TaniHub, Crowde, and eFishery may grab the headlines, but they’re far from the only forces shaping Indonesia’s agritech scene. A wave of reliable, growth-focused startups is quietly scaling their operations and preferring to let strong execution speak louder than press coverage.
The sector itself is diverse, spanning e-commerce marketplaces, distribution and supply chain enablers, farmer-centric platforms, agricultural financing solutions, IoT and smart farming innovators, and all-in-one providers blending multiple services to tackle the country’s agricultural challenges.

To clarify why aquaculture and poultry are part of the agritech conversation, it’s simple: both fall under the broader agriculture sector. That’s why several aquaculture and poultry startups are featured in the landscape.

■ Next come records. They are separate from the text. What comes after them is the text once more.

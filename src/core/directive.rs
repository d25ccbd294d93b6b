//! Field directive parsing
//!
//! The `fields` query parameter is a comma separated list of directives:
//!
//! - `name` replaces the default selection
//! - `+name` (or ` name`, since a `+` often arrives URL-decoded as a space)
//!   adds a field to the defaults
//! - `-name` removes a field from the defaults
//! - `*relation` requests every field of a relation
//!
//! ```text
//! GET /orders?fields=+summary,-email,*items
//! GET /orders?fields=id,display_id,total
//! ```

use indexmap::IndexSet;

/// Field that is always part of an explicit selection
pub const ID_FIELD: &str = "id";

/// A single parsed entry of the `fields` parameter
#[derive(Debug, Clone, PartialEq, Eq)]
pub enum FieldDirective {
    /// `+name` or ` name`
    Add(String),
    /// `-name`
    Remove(String),
    /// `*relation`
    StarRelation(String),
    /// `name`
    Bare(String),
}

impl FieldDirective {
    /// Parse one token, returning `None` for empty tokens
    pub fn parse(token: &str) -> Option<Self> {
        if token.is_empty() {
            return None;
        }

        let directive = if let Some(name) = token.strip_prefix('+') {
            FieldDirective::Add(name.trim().to_string())
        } else if token.starts_with(' ') {
            let name = token.trim();
            FieldDirective::Add(name.strip_prefix('+').unwrap_or(name).to_string())
        } else if let Some(name) = token.strip_prefix('-') {
            FieldDirective::Remove(name.to_string())
        } else if let Some(name) = token.strip_prefix('*') {
            FieldDirective::StarRelation(name.to_string())
        } else {
            FieldDirective::Bare(token.to_string())
        };

        Some(directive)
    }

    /// Field or relation name without its marker
    pub fn name(&self) -> &str {
        match self {
            FieldDirective::Add(name)
            | FieldDirective::Remove(name)
            | FieldDirective::StarRelation(name)
            | FieldDirective::Bare(name) => name,
        }
    }

    pub fn is_bare(&self) -> bool {
        matches!(self, FieldDirective::Bare(_))
    }

    /// The selection entry this directive stands for when it replaces the
    /// defaults: markers are dropped, except `*` which still denotes a relation
    fn replacement_entry(&self) -> String {
        match self {
            FieldDirective::StarRelation(name) => format!("*{}", name),
            other => other.name().to_string(),
        }
    }
}

/// Split a raw `fields` parameter into directives, dropping empty tokens
pub fn parse_directives(raw: &str) -> Vec<FieldDirective> {
    raw.split(',').filter_map(FieldDirective::parse).collect()
}

/// How a list of directives relates to the entity defaults
#[derive(Debug, Clone, Copy, PartialEq, Eq)]
pub enum SelectionMode {
    /// Start from scratch with the listed names
    Replace,
    /// Apply the directives on top of the defaults
    Modify,
}

impl SelectionMode {
    /// An empty list, or any bare name, replaces the defaults.
    /// `*relation` counts as a marked directive.
    pub fn for_directives(directives: &[FieldDirective]) -> Self {
        if directives.is_empty() || directives.iter().any(FieldDirective::is_bare) {
            SelectionMode::Replace
        } else {
            SelectionMode::Modify
        }
    }
}

/// Fields and star relations resolved from a request
#[derive(Debug, Clone, Default, PartialEq, Eq)]
pub struct FieldSelection {
    /// Plain (possibly dotted) field paths, in selection order
    pub fields: IndexSet<String>,
    /// Relations whose every field is requested, without the `*` marker
    pub star_relations: IndexSet<String>,
}

impl FieldSelection {
    pub fn is_empty(&self) -> bool {
        self.fields.is_empty() && self.star_relations.is_empty()
    }

    /// Build a selection from raw entries, moving `*relation` entries into
    /// `star_relations`
    pub fn from_entries<I, S>(entries: I) -> Self
    where
        I: IntoIterator<Item = S>,
        S: Into<String>,
    {
        let mut selection = FieldSelection::default();
        for entry in entries {
            let entry = entry.into();
            match entry.strip_prefix('*') {
                Some(relation) => {
                    selection.star_relations.insert(relation.to_string());
                }
                None => {
                    selection.fields.insert(entry);
                }
            }
        }
        selection
    }
}

/// Resolve the `fields` parameter against the entity defaults
///
/// Without a `fields` parameter the defaults are used as they are. Otherwise
/// the directives either replace or modify the defaults (see
/// [`SelectionMode`]) and `id` is added to the result.
pub fn resolve_fields(fields: Option<&str>, defaults: &[String]) -> FieldSelection {
    let Some(raw) = fields else {
        return FieldSelection::from_entries(defaults.iter().cloned());
    };

    let directives = parse_directives(raw);
    let mut entries: IndexSet<String> = match SelectionMode::for_directives(&directives) {
        SelectionMode::Replace => directives
            .iter()
            .map(FieldDirective::replacement_entry)
            .collect(),
        SelectionMode::Modify => {
            let mut entries: IndexSet<String> = defaults.iter().cloned().collect();
            for directive in &directives {
                match directive {
                    FieldDirective::Add(name) => {
                        entries.insert(name.clone());
                    }
                    FieldDirective::StarRelation(name) => {
                        entries.insert(format!("*{}", name));
                    }
                    FieldDirective::Remove(name) => {
                        entries.shift_remove(name);
                    }
                    // unreachable in this mode
                    FieldDirective::Bare(name) => {
                        entries.insert(name.clone());
                    }
                }
            }
            entries
        }
    };

    entries.insert(ID_FIELD.to_string());

    FieldSelection::from_entries(entries)
}

#[cfg(test)]
mod tests {
    use super::*;

    fn strings(values: &[&str]) -> Vec<String> {
        values.iter().map(|v| v.to_string()).collect()
    }

    fn fields_of(selection: &FieldSelection) -> Vec<&str> {
        selection.fields.iter().map(String::as_str).collect()
    }

    #[test]
    fn test_parse_markers() {
        assert_eq!(
            FieldDirective::parse("+name"),
            Some(FieldDirective::Add("name".to_string()))
        );
        assert_eq!(
            FieldDirective::parse(" name"),
            Some(FieldDirective::Add("name".to_string()))
        );
        assert_eq!(
            FieldDirective::parse("-email"),
            Some(FieldDirective::Remove("email".to_string()))
        );
        assert_eq!(
            FieldDirective::parse("*variants"),
            Some(FieldDirective::StarRelation("variants".to_string()))
        );
        assert_eq!(
            FieldDirective::parse("title"),
            Some(FieldDirective::Bare("title".to_string()))
        );
        assert_eq!(FieldDirective::parse(""), None);
    }

    #[test]
    fn test_parse_directives_drops_empty_tokens() {
        let directives = parse_directives("a,,+b,");
        assert_eq!(directives.len(), 2);
        assert_eq!(directives[0].name(), "a");
        assert_eq!(directives[1].name(), "b");
    }

    #[test]
    fn test_mode_selection() {
        assert_eq!(SelectionMode::for_directives(&[]), SelectionMode::Replace);
        assert_eq!(
            SelectionMode::for_directives(&parse_directives("+a,-b,*c")),
            SelectionMode::Modify
        );
        assert_eq!(
            SelectionMode::for_directives(&parse_directives("+a,b")),
            SelectionMode::Replace
        );
    }

    #[test]
    fn test_no_fields_uses_defaults_verbatim() {
        let selection = resolve_fields(None, &strings(&["title", "*variants"]));
        assert_eq!(fields_of(&selection), vec!["title"]);
        assert!(selection.star_relations.contains("variants"));
        assert!(!selection.fields.contains("id"));
    }

    #[test]
    fn test_incremental_add_remove() {
        let selection = resolve_fields(Some("+a,-id"), &strings(&["id", "b"]));
        assert_eq!(fields_of(&selection), vec!["b", "a", "id"]);
    }

    #[test]
    fn test_later_directive_wins() {
        let selection = resolve_fields(Some("+a,-a"), &strings(&["b"]));
        assert_eq!(fields_of(&selection), vec!["b", "id"]);

        let selection = resolve_fields(Some("-b,+b"), &strings(&["b"]));
        assert_eq!(fields_of(&selection), vec!["b", "id"]);
    }

    #[test]
    fn test_bare_tokens_replace_defaults() {
        let selection = resolve_fields(Some("a,b"), &strings(&["x", "y"]));
        assert_eq!(fields_of(&selection), vec!["a", "b", "id"]);
    }

    #[test]
    fn test_replacement_strips_markers() {
        let selection = resolve_fields(Some("a,+b,-c,*d"), &strings(&["x"]));
        assert_eq!(fields_of(&selection), vec!["a", "b", "c", "id"]);
        assert_eq!(
            selection.star_relations.iter().collect::<Vec<_>>(),
            vec!["d"]
        );
    }

    #[test]
    fn test_empty_fields_selects_only_id() {
        let selection = resolve_fields(Some(""), &strings(&["x", "y"]));
        assert_eq!(fields_of(&selection), vec!["id"]);
        assert!(selection.star_relations.is_empty());
    }

    #[test]
    fn test_star_relation_keeps_incremental_mode() {
        let selection = resolve_fields(Some("*items,+total"), &strings(&["id", "status"]));
        assert_eq!(fields_of(&selection), vec!["id", "status", "total"]);
        assert_eq!(
            selection.star_relations.iter().collect::<Vec<_>>(),
            vec!["items"]
        );
    }
}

With the growing number of agritech players, one question naturally arises “is the competition heating up?” To understand how agritech is reshaping Indonesia’s agriculture sector, we can look at a few telling indicators such as investment inflows, GDP contribution, market penetration and productivity gains. These indicators not only show whether competition is intensifying, but also whether the entire ecosystem is moving toward greater efficiency, resilience, and scalability.
Also Read: How Southeast Asia’s agritech startups are turning smallholder farms into high-tech powerhouses
Investment inflows
The bar chart above illustrates Foreign Direct Investment (FDI) in Indonesia’s agriculture, hunting, forestry, and fishery sectors from 2015 to 2024, measured in million US dollars.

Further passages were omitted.